[Extracted data entries]
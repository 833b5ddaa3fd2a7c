//! YAML configuration for the `bedlevel` tool.
//!
//! Every field has a default, so an empty file (or no file at all) is a valid
//! configuration:
//!
//! ```yaml
//! serial:
//!   port: /dev/ttyACM0
//!   baud_rate: 250000
//! protocol:
//!   reply_timeout_secs: 30
//! mesh:
//!   rows: 10
//!   cols: 10
//! ```

use std::path::Path;
use std::time::Duration;

use bedlevel_mesh::{required_capacity, GridError, MeshBounds, MeshGrid};
use bedlevel_protocol::{FramerConfig, DEFAULT_REPLY_CAPACITY};
use serde::{Deserialize, Serialize};
use tracing::warn;

use crate::error::{CliError, CliResult};

/// Top-level configuration.
#[derive(Debug, Clone, PartialEq, Default, Serialize, Deserialize)]
#[serde(default)]
pub struct Config {
    pub serial: SerialConfig,
    pub protocol: ProtocolConfig,
    pub machine: MachineConfig,
    pub mesh: MeshConfig,
}

impl Config {
    /// Load a configuration file.
    pub fn load(path: &Path) -> CliResult<Config> {
        let text = std::fs::read_to_string(path).map_err(|source| CliError::File {
            path: path.to_path_buf(),
            source,
        })?;
        Self::from_yaml(&text).map_err(|source| CliError::ConfigParse {
            path: path.to_path_buf(),
            source,
        })
    }

    /// Parse a configuration from YAML text.
    pub fn from_yaml(text: &str) -> Result<Config, serde_yaml::Error> {
        // An empty document deserializes as null rather than an empty map.
        if text.trim().is_empty() {
            return Ok(Config::default());
        }
        serde_yaml::from_str(text)
    }

    /// Framer settings, with the reply buffer raised to fit a full mesh report.
    pub fn framer_config(&self) -> CliResult<FramerConfig> {
        let required = required_capacity(self.mesh.rows, self.mesh.cols).ok_or_else(|| {
            CliError::InvalidConfig(format!(
                "mesh.rows x mesh.cols: {}x{} is too large",
                self.mesh.rows, self.mesh.cols
            ))
        })?;
        let mut capacity = self.protocol.reply_capacity;
        if capacity < required {
            warn!(
                configured = capacity,
                required,
                rows = self.mesh.rows,
                cols = self.mesh.cols,
                "reply capacity too small for a mesh report, raising it"
            );
            capacity = required;
        }

        let reply_timeout = self
            .protocol
            .reply_timeout_secs
            .map(|secs| seconds("protocol.reply_timeout_secs", secs))
            .transpose()?;

        Ok(FramerConfig {
            capacity,
            reply_timeout,
            flush_before_send: self.protocol.flush_before_send,
        })
    }
}

/// Serial link settings.
#[derive(Debug, Clone, PartialEq, Serialize, Deserialize)]
#[serde(default)]
pub struct SerialConfig {
    /// Device path, e.g. `/dev/ttyUSB0` or `COM3`.
    pub port: String,
    pub baud_rate: u32,
    /// Pulse DTR after opening to restart the controller.
    pub reset_on_open: bool,
    /// Time to let the controller boot when no banner is awaited.
    pub settle_secs: f64,
}

impl Default for SerialConfig {
    fn default() -> Self {
        SerialConfig {
            port: "/dev/ttyUSB0".to_string(),
            baud_rate: 115_200,
            reset_on_open: true,
            settle_secs: 5.0,
        }
    }
}

impl SerialConfig {
    pub fn settle_time(&self) -> CliResult<Duration> {
        seconds("serial.settle_secs", self.settle_secs)
    }
}

/// Command/acknowledgment exchange settings.
#[derive(Debug, Clone, PartialEq, Serialize, Deserialize)]
#[serde(default)]
pub struct ProtocolConfig {
    /// Reply buffer size in bytes.
    pub reply_capacity: usize,
    /// How long to wait for the startup banner between reads.
    pub banner_timeout_secs: f64,
    /// Overall deadline for one command exchange; unset blocks indefinitely.
    pub reply_timeout_secs: Option<f64>,
    /// Drop stale input before every command.
    pub flush_before_send: bool,
}

impl Default for ProtocolConfig {
    fn default() -> Self {
        ProtocolConfig {
            reply_capacity: DEFAULT_REPLY_CAPACITY,
            banner_timeout_secs: 10.0,
            reply_timeout_secs: None,
            flush_before_send: true,
        }
    }
}

impl ProtocolConfig {
    pub fn banner_timeout(&self) -> CliResult<Duration> {
        seconds("protocol.banner_timeout_secs", self.banner_timeout_secs)
    }
}

/// Travel range of one axis in mm.
#[derive(Debug, Clone, Copy, PartialEq, Serialize, Deserialize)]
pub struct AxisLimits {
    pub min: f32,
    pub max: f32,
}

impl AxisLimits {
    pub fn new(min: f32, max: f32) -> Self {
        AxisLimits { min, max }
    }

    pub fn contains(&self, value: f32) -> bool {
        value >= self.min && value <= self.max
    }
}

/// Machine travel and speed limits enforced before sending moves.
#[derive(Debug, Clone, PartialEq, Serialize, Deserialize)]
#[serde(default)]
pub struct MachineConfig {
    pub x: AxisLimits,
    pub y: AxisLimits,
    pub z: AxisLimits,
    /// Highest feed rate for moves involving X or Y, in mm/min.
    pub max_feed_xy: f32,
    /// Highest feed rate for Z-only moves, in mm/min.
    pub max_feed_z: f32,
}

impl Default for MachineConfig {
    fn default() -> Self {
        MachineConfig {
            x: AxisLimits::new(0.0, 183.0),
            y: AxisLimits::new(0.0, 180.0),
            z: AxisLimits::new(0.0, 140.0),
            max_feed_xy: 4000.0,
            max_feed_z: 200.0,
        }
    }
}

/// Mesh geometry as configured on the controller.
#[derive(Debug, Clone, PartialEq, Serialize, Deserialize)]
#[serde(default)]
pub struct MeshConfig {
    pub rows: usize,
    pub cols: usize,
    pub min_x: f32,
    pub min_y: f32,
    pub max_x: f32,
    pub max_y: f32,
    /// Storage slot used when a command does not name one.
    pub slot: Option<u32>,
}

impl Default for MeshConfig {
    fn default() -> Self {
        MeshConfig {
            rows: 5,
            cols: 5,
            min_x: 0.0,
            min_y: 0.0,
            max_x: 183.0,
            max_y: 180.0,
            slot: None,
        }
    }
}

impl MeshConfig {
    pub fn bounds(&self) -> MeshBounds {
        MeshBounds {
            min_x: self.min_x,
            min_y: self.min_y,
            max_x: self.max_x,
            max_y: self.max_y,
        }
    }

    /// An empty grid with the configured shape and bounds.
    pub fn empty_grid(&self) -> Result<MeshGrid, GridError> {
        MeshGrid::new(self.rows, self.cols, self.bounds())
    }
}

fn seconds(field: &str, secs: f64) -> CliResult<Duration> {
    Duration::try_from_secs_f64(secs)
        .map_err(|e| CliError::InvalidConfig(format!("{}: {} ({})", field, secs, e)))
}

=== Task brief ===
Word for word, write out every record.

=== Answer space ===
repository 833b5ddaa3fd2a7c
//! YAML configuration for the `bedlevel` tool.
//!
//! Every field has a default, so an empty file (or no file at all) is a valid
//! configuration:
//!
//! ```yaml
//! serial:
//!   port: /dev/ttyACM0
//!   baud_rate: 250000
//! protocol:
//!   reply_timeout_secs: 30
//! mesh:
//!   rows: 10
//!   cols: 10
//! ```

use std::path::Path;
use std::time::Duration;

use bedlevel_mesh::{required_capacity, GridError, MeshBounds, MeshGrid};
use bedlevel_protocol::{FramerConfig, DEFAULT_REPLY_CAPACITY};
use serde::{Deserialize, Serialize};
use tracing::warn;

use crate::error::{CliError, CliResult};

/// Top-level configuration.
#[derive(Debug, Clone, PartialEq, Default, Serialize, Deserialize)]
#[serde(default)]
pub struct Config {
    pub serial: SerialConfig,
    pub protocol: ProtocolConfig,
    pub machine: MachineConfig,
    pub mesh: MeshConfig,
}

impl Config {
    /// Load a configuration file.
    pub fn load(path: &Path) -> CliResult<Config> {
        let text = std::fs::read_to_string(path).map_err(|source| CliError::File {
            path: path.to_path_buf(),
            source,
        })?;
        Self::from_yaml(&text).map_err(|source| CliError::ConfigParse {
            path: path.to_path_buf(),
            source,
        })
    }

    /// Parse a configuration from YAML text.
    pub fn from_yaml(text: &str) -> Result<Config, serde_yaml::Error> {
        // An empty document deserializes as null rather than an empty map.
        if text.trim().is_empty() {
            return Ok(Config::default());
        }
        serde_yaml::from_str(text)
    }

    /// Framer settings, with the reply buffer raised to fit a full mesh report.
    pub fn framer_config(&self) -> CliResult<FramerConfig> {
        let required = required_capacity(self.mesh.rows, self.mesh.cols).ok_or_else(|| {
            CliError::InvalidConfig(format!(
                "mesh.rows x mesh.cols: {}x{} is too large",
                self.mesh.rows, self.mesh.cols
            ))
        })?;
        let mut capacity = self.protocol.reply_capacity;
        if capacity < required {
            warn!(
                configured = capacity,
                required,
                rows = self.mesh.rows,
                cols = self.mesh.cols,
                "reply capacity too small for a mesh report, raising it"
            );
            capacity = required;
        }

        let reply_timeout = self
            .protocol
            .reply_timeout_secs
            .map(|secs| seconds("protocol.reply_timeout_secs", secs))
            .transpose()?;

        Ok(FramerConfig {
            capacity,
            reply_timeout,
            flush_before_send: self.protocol.flush_before_send,
        })
    }
}

/// Serial link settings.
#[derive(Debug, Clone, PartialEq, Serialize, Deserialize)]
#[serde(default)]
pub struct SerialConfig {
    /// Device path, e.g. `/dev/ttyUSB0` or `COM3`.
    pub port: String,
    pub baud_rate: u32,
    /// Pulse DTR after opening to restart the controller.
    pub reset_on_open: bool,
    /// Time to let the controller boot when no banner is awaited.
    pub settle_secs: f64,
}

impl Default for SerialConfig {
    fn default() -> Self {
        SerialConfig {
            port: "/dev/ttyUSB0".to_string(),
            baud_rate: 115_200,
            reset_on_open: true,
            settle_secs: 5.0,
        }
    }
}

impl SerialConfig {
    pub fn settle_time(&self) -> CliResult<Duration> {
        seconds("serial.settle_secs", self.settle_secs)
    }
}

/// Command/acknowledgment exchange settings.
#[derive(Debug, Clone, PartialEq, Serialize, Deserialize)]
#[serde(default)]
pub struct ProtocolConfig {
    /// Reply buffer size in bytes.
    pub reply_capacity: usize,
    /// How long to wait for the startup banner between reads.
    pub banner_timeout_secs: f64,
    /// Overall deadline for one command exchange; unset blocks indefinitely.
    pub reply_timeout_secs: Option<f64>,
    /// Drop stale input before every command.
    pub flush_before_send: bool,
}

impl Default for ProtocolConfig {
    fn default() -> Self {
        ProtocolConfig {
            reply_capacity: DEFAULT_REPLY_CAPACITY,
            banner_timeout_secs: 10.0,
            reply_timeout_secs: None,
            flush_before_send: true,
        }
    }
}

impl ProtocolConfig {
    pub fn banner_timeout(&self) -> CliResult<Duration> {
        seconds("protocol.banner_timeout_secs", self.banner_timeout_secs)
    }
}

/// Travel range of one axis in mm.
#[derive(Debug, Clone, Copy, PartialEq, Serialize, Deserialize)]
pub struct AxisLimits {
    pub min: f32,
    pub max: f32,
}

impl AxisLimits {
    pub fn new(min: f32, max: f32) -> Self {
        AxisLimits { min, max }
    }

    pub fn contains(&self, value: f32) -> bool {
        value >= self.min && value <= self.max
    }
}

/// Machine travel and speed limits enforced before sending moves.
#[derive(Debug, Clone, PartialEq, Serialize, Deserialize)]
#[serde(default)]
pub struct MachineConfig {
    pub x: AxisLimits,
    pub y: AxisLimits,
    pub z: AxisLimits,
    /// Highest feed rate for moves involving X or Y, in mm/min.
    pub max_feed_xy: f32,
    /// Highest feed rate for Z-only moves, in mm/min.
    pub max_feed_z: f32,
}

impl Default for MachineConfig {
    fn default() -> Self {
        MachineConfig {
            x: AxisLimits::new(0.0, 183.0),
            y: AxisLimits::new(0.0, 180.0),
            z: AxisLimits::new(0.0, 140.0),
            max_feed_xy: 4000.0,
            max_feed_z: 200.0,
        }
    }
}

/// Mesh geometry as configured on the controller.
#[derive(Debug, Clone, PartialEq, Serialize, Deserialize)]
#[serde(default)]
pub struct MeshConfig {
    pub rows: usize,
    pub cols: usize,
    pub min_x: f32,
    pub min_y: f32,
    pub max_x: f32,
    pub max_y: f32,
    /// Storage slot used when a command does not name one.
    pub slot: Option<u32>,
}

impl Default for MeshConfig {
    fn default() -> Self {
        MeshConfig {
            rows: 5,
            cols: 5,
            min_x: 0.0,
            min_y: 0.0,
            max_x: 183.0,
            max_y: 180.0,
            slot: None,
        }
    }
}

impl MeshConfig {
    pub fn bounds(&self) -> MeshBounds {
        MeshBounds {
            min_x: self.min_x,
            min_y: self.min_y,
            max_x: self.max_x,
            max_y: self.max_y,
        }
    }

    /// An empty grid with the configured shape and bounds.
    pub fn empty_grid(&self) -> Result<MeshGrid, GridError> {
        MeshGrid::new(self.rows, self.cols, self.bounds())
    }
}

fn seconds(field: &str, secs: f64) -> CliResult<Duration> {
    Duration::try_from_secs_f64(secs)
        .map_err(|e| CliError::InvalidConfig(format!("{}: {} ({})", field, secs, e)))
}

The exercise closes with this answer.